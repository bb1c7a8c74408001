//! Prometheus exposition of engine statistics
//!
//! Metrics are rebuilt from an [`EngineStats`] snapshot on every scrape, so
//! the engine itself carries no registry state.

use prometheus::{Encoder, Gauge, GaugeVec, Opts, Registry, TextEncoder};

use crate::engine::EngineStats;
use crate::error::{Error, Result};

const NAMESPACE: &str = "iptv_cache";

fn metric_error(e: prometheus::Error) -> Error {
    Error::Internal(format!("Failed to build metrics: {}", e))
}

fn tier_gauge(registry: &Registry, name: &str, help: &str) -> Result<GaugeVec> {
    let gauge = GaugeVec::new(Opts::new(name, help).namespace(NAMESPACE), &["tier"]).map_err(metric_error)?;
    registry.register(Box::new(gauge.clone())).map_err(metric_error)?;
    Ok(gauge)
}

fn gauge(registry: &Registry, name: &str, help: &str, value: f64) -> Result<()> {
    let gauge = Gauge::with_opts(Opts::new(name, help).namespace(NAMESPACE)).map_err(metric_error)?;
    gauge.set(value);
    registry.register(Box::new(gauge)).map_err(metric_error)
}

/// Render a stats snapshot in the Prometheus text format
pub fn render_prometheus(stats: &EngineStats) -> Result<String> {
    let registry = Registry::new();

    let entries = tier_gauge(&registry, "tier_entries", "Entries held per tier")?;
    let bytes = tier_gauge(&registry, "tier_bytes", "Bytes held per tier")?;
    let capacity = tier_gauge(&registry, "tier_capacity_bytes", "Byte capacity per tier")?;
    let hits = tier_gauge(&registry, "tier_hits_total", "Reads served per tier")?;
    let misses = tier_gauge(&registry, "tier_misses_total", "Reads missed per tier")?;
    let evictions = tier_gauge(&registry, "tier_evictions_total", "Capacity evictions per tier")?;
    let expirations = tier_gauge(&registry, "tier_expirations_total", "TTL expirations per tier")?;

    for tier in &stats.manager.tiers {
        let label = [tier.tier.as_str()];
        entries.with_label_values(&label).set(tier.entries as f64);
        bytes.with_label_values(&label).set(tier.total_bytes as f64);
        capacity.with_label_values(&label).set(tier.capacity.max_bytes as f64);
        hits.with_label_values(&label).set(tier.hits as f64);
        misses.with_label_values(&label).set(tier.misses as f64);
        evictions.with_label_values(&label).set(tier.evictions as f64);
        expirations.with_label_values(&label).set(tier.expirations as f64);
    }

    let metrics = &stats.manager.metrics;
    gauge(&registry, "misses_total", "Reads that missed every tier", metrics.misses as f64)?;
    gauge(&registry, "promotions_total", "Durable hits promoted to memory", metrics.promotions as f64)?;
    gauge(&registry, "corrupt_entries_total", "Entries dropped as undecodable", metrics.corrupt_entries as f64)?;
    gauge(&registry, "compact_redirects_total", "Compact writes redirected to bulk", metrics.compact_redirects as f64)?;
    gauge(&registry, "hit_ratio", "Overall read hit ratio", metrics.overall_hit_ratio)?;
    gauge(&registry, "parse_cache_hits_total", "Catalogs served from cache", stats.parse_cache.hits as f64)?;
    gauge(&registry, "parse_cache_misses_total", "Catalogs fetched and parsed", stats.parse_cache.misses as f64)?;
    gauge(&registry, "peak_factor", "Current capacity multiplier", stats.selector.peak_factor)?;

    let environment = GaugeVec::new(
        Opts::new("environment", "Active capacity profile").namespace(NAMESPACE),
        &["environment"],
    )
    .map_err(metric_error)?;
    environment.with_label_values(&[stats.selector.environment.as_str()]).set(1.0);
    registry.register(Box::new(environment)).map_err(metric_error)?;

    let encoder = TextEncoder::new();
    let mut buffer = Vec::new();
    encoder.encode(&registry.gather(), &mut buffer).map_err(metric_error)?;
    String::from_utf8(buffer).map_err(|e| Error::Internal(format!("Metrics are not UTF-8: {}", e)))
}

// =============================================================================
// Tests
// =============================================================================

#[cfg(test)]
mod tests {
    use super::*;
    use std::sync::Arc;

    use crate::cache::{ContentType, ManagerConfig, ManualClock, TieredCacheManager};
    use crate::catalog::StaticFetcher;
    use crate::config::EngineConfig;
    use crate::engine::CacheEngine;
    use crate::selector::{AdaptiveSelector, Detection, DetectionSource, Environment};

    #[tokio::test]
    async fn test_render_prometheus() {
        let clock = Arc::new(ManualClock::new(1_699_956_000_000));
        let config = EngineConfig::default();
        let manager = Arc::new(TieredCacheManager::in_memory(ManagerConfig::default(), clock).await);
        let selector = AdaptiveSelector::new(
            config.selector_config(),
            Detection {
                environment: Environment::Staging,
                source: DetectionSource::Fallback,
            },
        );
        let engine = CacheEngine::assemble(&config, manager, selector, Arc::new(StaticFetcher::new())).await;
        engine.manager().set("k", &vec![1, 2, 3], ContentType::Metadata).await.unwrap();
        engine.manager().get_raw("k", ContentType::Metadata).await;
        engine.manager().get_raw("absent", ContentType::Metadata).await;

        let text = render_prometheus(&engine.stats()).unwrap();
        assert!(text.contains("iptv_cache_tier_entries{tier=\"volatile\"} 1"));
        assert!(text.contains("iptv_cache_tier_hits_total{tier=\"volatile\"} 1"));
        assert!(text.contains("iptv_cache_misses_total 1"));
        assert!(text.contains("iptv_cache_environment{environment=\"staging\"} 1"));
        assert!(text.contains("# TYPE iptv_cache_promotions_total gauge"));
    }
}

**Task statement**
Look above for the line with "let registry = Registry::new();" and the line with "evictions.with_label_values(&label).set(tier.evictions as f64);". Write out those two lines and all the lines between them, exactly, and no others.

**Task output**
    let registry = Registry::new();

    let entries = tier_gauge(&registry, "tier_entries", "Entries held per tier")?;
    let bytes = tier_gauge(&registry, "tier_bytes", "Bytes held per tier")?;
    let capacity = tier_gauge(&registry, "tier_capacity_bytes", "Byte capacity per tier")?;
    let hits = tier_gauge(&registry, "tier_hits_total", "Reads served per tier")?;
    let misses = tier_gauge(&registry, "tier_misses_total", "Reads missed per tier")?;
    let evictions = tier_gauge(&registry, "tier_evictions_total", "Capacity evictions per tier")?;
    let expirations = tier_gauge(&registry, "tier_expirations_total", "TTL expirations per tier")?;

    for tier in &stats.manager.tiers {
        let label = [tier.tier.as_str()];
        entries.with_label_values(&label).set(tier.entries as f64);
        bytes.with_label_values(&label).set(tier.total_bytes as f64);
        capacity.with_label_values(&label).set(tier.capacity.max_bytes as f64);
        hits.with_label_values(&label).set(tier.hits as f64);
        misses.with_label_values(&label).set(tier.misses as f64);
        evictions.with_label_values(&label).set(tier.evictions as f64);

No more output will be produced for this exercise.